Here’s what I’ve learned about people asking for publishing advice: as soon as you’ve sold a book (doesn’t even have to be OUT yet) everyone who’s writing a book (and as it turns out, EVERYONE is writing a book! Who knew?) wants to ask you for advice. I like to give advice. And I know from long, hard experience how incredibly frustrating the path to publication can be.
And here’s what I’ve learned about actually giving advice. An awful lot of aspiring writers don’t actually want advice. What many of them really want is for an established writer to read what they’ve written and then say that it’s good. Saying that it’s great and hand delivering it – with a glowing endorsement – to their agent or editor would be even better. I can certainly understand that. It’s what I would have wanted too, had I ever asked an established writer for advice when I was trying to break in (I certainly didn’t know any while I was living in Uganda . . . or Uzbekistan for that matter, and it just never occurred to me even as I toiled away in relative isolation once I returned to the States). But the truth of the matter is, getting a book published is a highly competitive undertaking. And if you’re not already famous or have a huge platform of your own, then the best thing you can do is write the absolute best book you can – and then be constantly willing to make it even better.
So the best advice I can give (if anyone really wants it) is to be open – even welcoming – of feedback. I don’t believe that we are born Hemmingways or Angelous (or Brysons or Lamotts or . . . I’ll let you fill in your own ideal writers). Even having a boatload of natural talent will only get you so far. I think what separates the writers who succeed from those who don’t is often a matter of how hard they are willing to work to make it better; what they take away from each and every rejection; and how many times they are willing to hear “no” and still keep going.
Having said that, I also believe that no one needs to take my advice – or any writing advice that’s given for that matter. Let’s face it, you can get some lousy advice. One of the best pieces of writing advice I’ve received was from my agent, the wonderful Laney Katz Becker, who told me to trust my instincts and only make the changes that feel right to me. (Good advice for writing as well as life.) But I do think it’s important to be willing to hear feedback, consider it with an open mind and then ask yourself if it might improve your work. Usually, you’ll know if it’s good advice for you.
I’ve gotten some other helpful tidbits of advice from agents over the years – agents who were rejecting me at the time. One scribbled in a corner of the rejection form letter, “I loved the first chapter but was not compelled to keep turning the pages after that.” And you better believe, I sat right down, and figured out what it was about my first chapter that was so compelling but was missing in the next and I did my best to remedy that before sending it out again.
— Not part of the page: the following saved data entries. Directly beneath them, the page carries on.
//! Headless controller for interactive front ends.
//!
//! Wraps the builder, the server manager, and an optional background watch
//! loop behind the small set of actions a console or a GUI exposes: build,
//! rebuild, clean, serve, serve with watch, stop, refresh, and status.

use crate::cli::{Profile, WatchMode};
use crate::config::PlatenConfig;
use crate::dev::builder::{BuildReport, CleanOutcome, SiteBuilder};
use crate::dev::manager::ServerManager;
use crate::dev::reload::{ChangeSource, RefreshHandle, WatchLoop, WatchSummary};
use crate::dev::state::{LogSink, ServerStatus, StopOutcome};
use crate::error::{CliError, Result, ServerError};
use parking_lot::Mutex;
use std::net::SocketAddr;
use std::sync::Arc;
use std::time::Duration;
use tokio::sync::oneshot;
use tokio::task::JoinHandle;

/// Debounce for native watch events.
const WATCH_DEBOUNCE: Duration = Duration::from_millis(100);

struct WatchHandle {
    stop: oneshot::Sender<()>,
    refresh: RefreshHandle,
    task: JoinHandle<Result<WatchSummary>>,
}

/// Snapshot for a status line.
#[derive(Debug, Clone, PartialEq, Eq)]
pub struct ControllerStatus {
    pub server: ServerStatus,
    pub building: bool,
    pub watching: bool,
}

pub struct Controller {
    manager: Arc<ServerManager>,
    builder: Arc<SiteBuilder>,
    default_port: u16,
    poll_interval: Duration,
    watch_mode: WatchMode,
    watch: Mutex<Option<WatchHandle>>,
}

impl Controller {
    pub fn new(config: &PlatenConfig, builder: Arc<SiteBuilder>, sink: LogSink) -> Self {
        let manager = ServerManager::new(config.host, Arc::clone(&builder)).with_sink(sink);
        Self::with_manager(config, Arc::new(manager))
    }

    /// Use an existing manager (and its builder).
    pub fn with_manager(config: &PlatenConfig, manager: Arc<ServerManager>) -> Self {
        Self {
            builder: Arc::clone(manager.builder()),
            manager,
            default_port: config.port,
            poll_interval: config.poll_interval(),
            watch_mode: config.watch_mode,
            watch: Mutex::new(None),
        }
    }

    pub fn manager(&self) -> &Arc<ServerManager> {
        &self.manager
    }

    pub async fn build(&self, profile: Profile) -> Result<BuildReport> {
        self.builder.build(profile).await
    }

    pub async fn rebuild(&self, profile: Profile) -> Result<BuildReport> {
        self.builder.rebuild(profile).await
    }

    pub async fn clean(&self) -> Result<CleanOutcome> {
        self.builder.clean().await
    }

    /// Start serving the output directory.
    pub async fn serve(&self, port: Option<u16>, profile: Profile) -> Result<SocketAddr> {
        let output = self.builder.paths().output_dir.clone();
        self.manager
            .start(port.unwrap_or(self.default_port), &output, profile)
            .await
    }

    /// Start serving, and rebuild/restart in the background on content changes.
    pub async fn serve_watch(&self, port: Option<u16>, profile: Profile) -> Result<SocketAddr> {
        if self.is_watching() {
            return Err(CliError::Busy("watch mode is already active".to_string()));
        }

        let source = match self.watch_mode {
            WatchMode::Poll => ChangeSource::poll(self.poll_interval),
            WatchMode::Events => {
                let paths = self.builder.paths();
                ChangeSource::events(
                    &paths.content_dir,
                    vec![paths.collection_json.clone()],
                    WATCH_DEBOUNCE,
                )?
            }
        };

        let addr = self.serve(port, profile).await?;

        let (stop, stopped) = oneshot::channel::<()>();
        let mut watch_loop =
            WatchLoop::new(Arc::clone(&self.manager), profile, addr.port(), source);
        let refresh = watch_loop.refresh_handle();
        let task = tokio::spawn(watch_loop.run(async {
            let _ = stopped.await;
        }));

        *self.watch.lock() = Some(WatchHandle {
            stop,
            refresh,
            task,
        });
        Ok(addr)
    }

    /// Stop watch mode (if active) and the server.
    pub async fn stop(&self) -> StopOutcome {
        if let Some(summary) = self.stop_watch().await {
            tracing::debug!(rebuilds = summary.rebuilds, "watch mode ended");
        }
        self.manager.stop().await
    }

    /// Stop, rebuild, and restart on the same port.
    ///
    /// Rejected when nothing is being served or a build is already running.
    /// In watch mode the watch loop runs the cycle, so it keeps watching.
    pub async fn refresh(&self, profile: Profile) -> Result<SocketAddr> {
        let status = self.manager.status();
        let Some(addr) = status.addr.filter(|_| status.is_running()) else {
            return Err(ServerError::NotRunning.into());
        };
        if self.builder.is_busy() {
            return Err(CliError::Busy("a build is already in progress".to_string()));
        }

        let watching = self
            .watch
            .lock()
            .as_ref()
            .filter(|w| !w.task.is_finished())
            .map(|w| w.refresh.clone());
        if let Some(handle) = watching {
            if let Some(result) = handle.refresh(profile).await {
                return result;
            }
        }

        let output = self.builder.paths().output_dir.clone();
        self.manager.stop().await;
        self.builder.rebuild(profile).await?;
        self.manager.start(addr.port(), &output, profile).await
    }

    pub fn status(&self) -> ControllerStatus {
        ControllerStatus {
            server: self.manager.status(),
            building: self.builder.is_busy(),
            watching: self.is_watching(),
        }
    }

    /// Periodic check. Reports, once each, an unexpected server stop and the
    /// end of a watch loop that stopped on its own.
    pub async fn tick(&self) -> Vec<String> {
        let mut notices = Vec::new();

        let finished = {
            let mut watch = self.watch.lock();
            if watch.as_ref().is_some_and(|w| w.task.is_finished()) {
                watch.take()
            } else {
                None
            }
        };
        if let Some(handle) = finished {
            match handle.task.await {
                Ok(Ok(summary)) => notices.push(format!(
                    "Watch mode ended after {} rebuild(s)",
                    summary.rebuilds
                )),
                Ok(Err(e)) => notices.push(format!("Watch mode stopped: {}", e)),
                Err(e) => notices.push(format!("Watch mode stopped: {}", e)),
            }
        }

        if let Some(error) = self.manager.take_unexpected_stop() {
            notices.push(error.to_string());
        }

        notices
    }

    /// Stop everything with the log sink muted.
    pub async fn shutdown(&self) -> StopOutcome {
        let _mute = self.manager.sink().mute();
        self.stop_watch().await;
        self.manager.stop().await
    }

    fn is_watching(&self) -> bool {
        self.watch
            .lock()
            .as_ref()
            .is_some_and(|w| !w.task.is_finished())
    }

    async fn stop_watch(&self) -> Option<WatchSummary> {
        let handle = self.watch.lock().take()?;
        let _ = handle.stop.send(());
        match handle.task.await {
            Ok(Ok(summary)) => Some(summary),
            Ok(Err(e)) => {
                tracing::warn!(error = %e, "watch mode had stopped with an error");
                None
            }
            Err(e) => {
                tracing::warn!(error = %e, "watch task failed");
                None
            }
        }
    }
}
There was also something even more helpful in her note. “Keep at it!” she wrote. And I certainly did.
And then there was Fifi Oscard – who is no doubt, repping the most talented angels in heaven now. She once called to tell me she loved my “lovely book” and was sure I’d make it big one day. But, no, she would not be the one to help me get there. “Keep writing those wonderful letters to agents and publishers,” she told me. “Eventually, one of them will take you.” Which one??? I was dying to ask.
Maybe what these agents gave me was not so much advice as encouragement. But sometimes, that’s what we really need, isn’t it? And I think, more often than not, it’s probably what those aspiring authors are hoping for when they come to me for advice. (Well, that and my agent’s phone number!) So my advice is be welcoming of feedback but trust your instincts, keep working at it to make it better, and yes, you can do it!